J Fr Ophtalmol. 2012 Jan;35(1):46.e1-5. doi: 10.1016/j.jfo.2011.01.022. Epub 2011 Jun 17.
Kindler syndrome is a rare autosomal recessive genodermatosis belonging to the class of bullous poikiloderma. Corneal lesions are rare. We report a case of ocular lesions in this syndrome.
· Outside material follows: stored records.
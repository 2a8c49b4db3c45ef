//
// Copyright (c) 2026 ARXSEAL CONTRIBUTORS
// This source code is subject to the terms of the Mozilla Public License, v. 2.0.
// If a copy of the MPL was not distributed with this file, You can obtain one at https://mozilla.org/MPL/2.0/.
//
// Project: arxseal — client-side envelope encryption SDK for the ARX key-management service.
//

//! Key-manager client: calls `oe2/keymanager/{encrypt,decrypt}`, decodes the
//! base64-bearing response fields, and unwraps the returned wrapped data key.

use base64::engine::general_purpose::STANDARD as BASE64;
use base64::Engine;
use serde::{Deserialize, Serialize};

use crate::connection::Connection;
use crate::error::KeyManagerError;
use crate::keys::{AlgorithmId, WrappingAlgorithmId};
use crate::primitives::{unwrap_key, RandomSource};

const RESOURCE_ENCRYPT: &str = "oe2/keymanager/encrypt";
const RESOURCE_DECRYPT: &str = "oe2/keymanager/decrypt";

#[derive(Debug, Serialize)]
struct EncryptionOpenRequest {}

#[derive(Debug, Serialize)]
struct DecryptionOpenRequest {
    encrypted_data_key: String,
}

#[derive(Debug, Deserialize)]
struct WrappingKeyField {
    encrypted_private_key: String,
    key_fingerprint: String,
}

#[derive(Debug, Deserialize)]
struct SecurityModelField {
    algorithm: String,
    wrapping_algorithm: String,
}

#[derive(Debug, Deserialize)]
struct DataKeyField {
    #[serde(default)]
    encrypted_data_key: Option<String>,
    wrapped_data_key: String,
}

#[derive(Debug, Deserialize)]
struct KeyOpenResponse {
    wrapping_key: WrappingKeyField,
    security_model: SecurityModelField,
    data_key: DataKeyField,
}

/// Result of a successful key-open call: the algorithm the caller should
/// use, the encrypted data key (for embedding in an envelope header), and
/// the unwrapped plaintext data key.
pub struct OpenedKey {
    pub edk: Vec<u8>,
    pub dk: Vec<u8>,
    pub algorithm: AlgorithmId,
}

pub struct KeyManagerClient<'a> {
    connection: &'a Connection,
    rng: RandomSource,
    secret_key: String,
}

impl<'a> KeyManagerClient<'a> {
    pub fn new(connection: &'a Connection, secret_key: impl Into<String>) -> Self {
        KeyManagerClient {
            connection,
            rng: RandomSource::new(),
            secret_key: secret_key.into(),
        }
    }

    /// Fetches a fresh data key for encryption.
    pub async fn fetch_encryption_key(&self) -> Result<OpenedKey, KeyManagerError> {
        let bytes = self
            .connection
            .post(RESOURCE_ENCRYPT, &EncryptionOpenRequest {})
            .await?;
        let response: KeyOpenResponse = serde_json::from_slice(&bytes)?;
        let edk_b64 = response
            .data_key
            .encrypted_data_key
            .clone()
            .ok_or_else(|| KeyManagerError::InvalidBase64("missing encrypted_data_key".into()))?;
        let edk = decode_field("encrypted_data_key", &edk_b64)?;
        self.open(response, edk)
    }

    /// Presents `edk` back to ARX to recover the data key for decryption.
    pub async fn fetch_decryption_key(&self, edk: &[u8]) -> Result<Vec<u8>, KeyManagerError> {
        let request = DecryptionOpenRequest {
            encrypted_data_key: BASE64.encode(edk),
        };
        let bytes = self.connection.post(RESOURCE_DECRYPT, &request).await?;
        let response: KeyOpenResponse = serde_json::from_slice(&bytes)?;
        Ok(self.open(response, edk.to_vec())?.dk)
    }

    fn open(&self, response: KeyOpenResponse, edk: Vec<u8>) -> Result<OpenedKey, KeyManagerError> {
        let wrapping_algo = WrappingAlgorithmId::from_name(&response.security_model.wrapping_algorithm)
            .ok_or_else(|| {
                KeyManagerError::UnsupportedWrappingAlgorithm(
                    response.security_model.wrapping_algorithm.clone(),
                )
            })?;
        let WrappingAlgorithmId::RsaSsaPkcs12048Sha256F4 = wrapping_algo;

        let wdk = decode_field("wrapped_data_key", &response.data_key.wrapped_data_key)?;
        let epk = decode_field(
            "encrypted_private_key",
            &response.wrapping_key.encrypted_private_key,
        )?;
        let fp = decode_field("key_fingerprint", &response.wrapping_key.key_fingerprint)?;

        let dk = unwrap_key(&self.rng, &wdk, &epk, &fp, self.secret_key.as_bytes())?;
        let algorithm = AlgorithmId::from_name(&response.security_model.algorithm)?;

        Ok(OpenedKey { edk, dk, algorithm })
    }
}

fn decode_field(name: &str, value: &str) -> Result<Vec<u8>, KeyManagerError> {
    BASE64
        .decode(value)
        .map_err(|_| KeyManagerError::InvalidBase64(name.to_string()))
}

#[cfg(test)]
mod tests {
    use super::*;
    use crate::connection::Configuration;
    use crate::credential::Credential;
    use crate::transport::RetrySettings;
    use rsa::pkcs8::{EncodePrivateKey, LineEnding};
    use rsa::{Oaep, RsaPrivateKey, RsaPublicKey};
    use sha2::Sha256;
    use wiremock::matchers::{method, path};
    use wiremock::{Mock, MockServer, ResponseTemplate};

    fn wrapped_key_fixture(secret_key: &str, data_key: &[u8]) -> (String, String, String) {
        let mut rng = rand::rngs::OsRng;
        let private_key = RsaPrivateKey::new(&mut rng, 2048).unwrap();
        let public_key = RsaPublicKey::from(&private_key);
        let epk_pem = private_key
            .to_pkcs8_encrypted_pem(&mut rng, secret_key.as_bytes(), LineEnding::LF)
            .unwrap();
        let wdk = public_key
            .encrypt(&mut rng, Oaep::new::<Sha256>(), data_key)
            .unwrap();
        (
            BASE64.encode(epk_pem.as_bytes()),
            BASE64.encode(wdk),
            BASE64.encode([0u8; 32]),
        )
    }

    #[tokio::test]
    async fn fetch_encryption_key_unwraps_data_key() {
        let secret_key = "caller-secret";
        let data_key = b"0123456789abcdef0123456789abcdef";
        let (epk_b64, wdk_b64, fp_b64) = wrapped_key_fixture(secret_key, data_key);

        let server = MockServer::start().await;
        Mock::given(method("POST"))
            .and(path("/oe2/keymanager/encrypt"))
            .respond_with(ResponseTemplate::new(200).set_body_json(serde_json::json!({
                "wrapping_key": {"encrypted_private_key": epk_b64, "key_fingerprint": fp_b64},
                "security_model": {"algorithm": "aes-gcm-256", "wrapping_algorithm": "RSA_SSA_PKCS1_2048_SHA256_F4"},
                "data_key": {"encrypted_data_key": BASE64.encode(b"edk-bytes"), "wrapped_data_key": wdk_b64}
            })))
            .mount(&server)
            .await;

        let credential = Credential::new("ak", "sk", secret_key).unwrap();
        let config = Configuration::new(credential, RetrySettings::default(), &format!("{}/arx-1", server.uri()));
        let connection = Connection::new(config);
        let client = KeyManagerClient::new(&connection, secret_key);

        let opened = client.fetch_encryption_key().await.unwrap();
        assert_eq!(opened.dk, data_key);
        assert_eq!(opened.algorithm, AlgorithmId::AesGcm256);
        assert_eq!(opened.edk, b"edk-bytes");
    }

    #[tokio::test]
    async fn rejects_unsupported_wrapping_algorithm() {
        let server = MockServer::start().await;
        Mock::given(method("POST"))
            .and(path("/oe2/keymanager/encrypt"))
            .respond_with(ResponseTemplate::new(200).set_body_json(serde_json::json!({
                "wrapping_key": {"encrypted_private_key": "", "key_fingerprint": ""},
                "security_model": {"algorithm": "aes-gcm-256", "wrapping_algorithm": "SOMETHING_ELSE"},
                "data_key": {"encrypted_data_key": BASE64.encode(b"edk"), "wrapped_data_key": ""}
            })))
            .mount(&server)
            .await;

        let credential = Credential::new("ak", "sk", "secret").unwrap();
        let config = Configuration::new(credential, RetrySettings::default(), &format!("{}/arx-1", server.uri()));
        let connection = Connection::new(config);
        let client = KeyManagerClient::new(&connection, "secret");

        assert!(client.fetch_encryption_key().await.is_err());
    }
}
We report the case of a 57-year-old patient followed since childhood in dermatology with the diagnosis of Kindler syndrome. He presented to the ophthalmology department with decreased vision. Ophthalmologic examination showed symblepharon, ectropion in both eyes, and corneal deformation.
The role played by the abnormal protein in epithelial integrity suggests that ocular and more particularly corneal involvement is not rare in Kindler syndrome. In fact, it is less known by ophthalmologists and dermatologists are not aware of the ophthalmologic manifestations.
Kindler综合征是一种罕见的常染色体隐性遗传性皮肤病,属于大疱性皮肤异色症类别。角膜病变较为罕见。我们报告了该综合征的一例眼部病变病例。
我们报告了一名57岁患者的病例,该患者自儿童时期起就因Kindler综合征的诊断在皮肤科就诊。他因视力下降到眼科就诊。眼科检查显示双眼睑球粘连、睑外翻和角膜变形。
异常蛋白在上皮完整性中所起的作用表明,Kindler综合征中眼部尤其是角膜受累并不罕见。事实上,眼科医生对此了解较少,皮肤科医生也未意识到其眼部表现。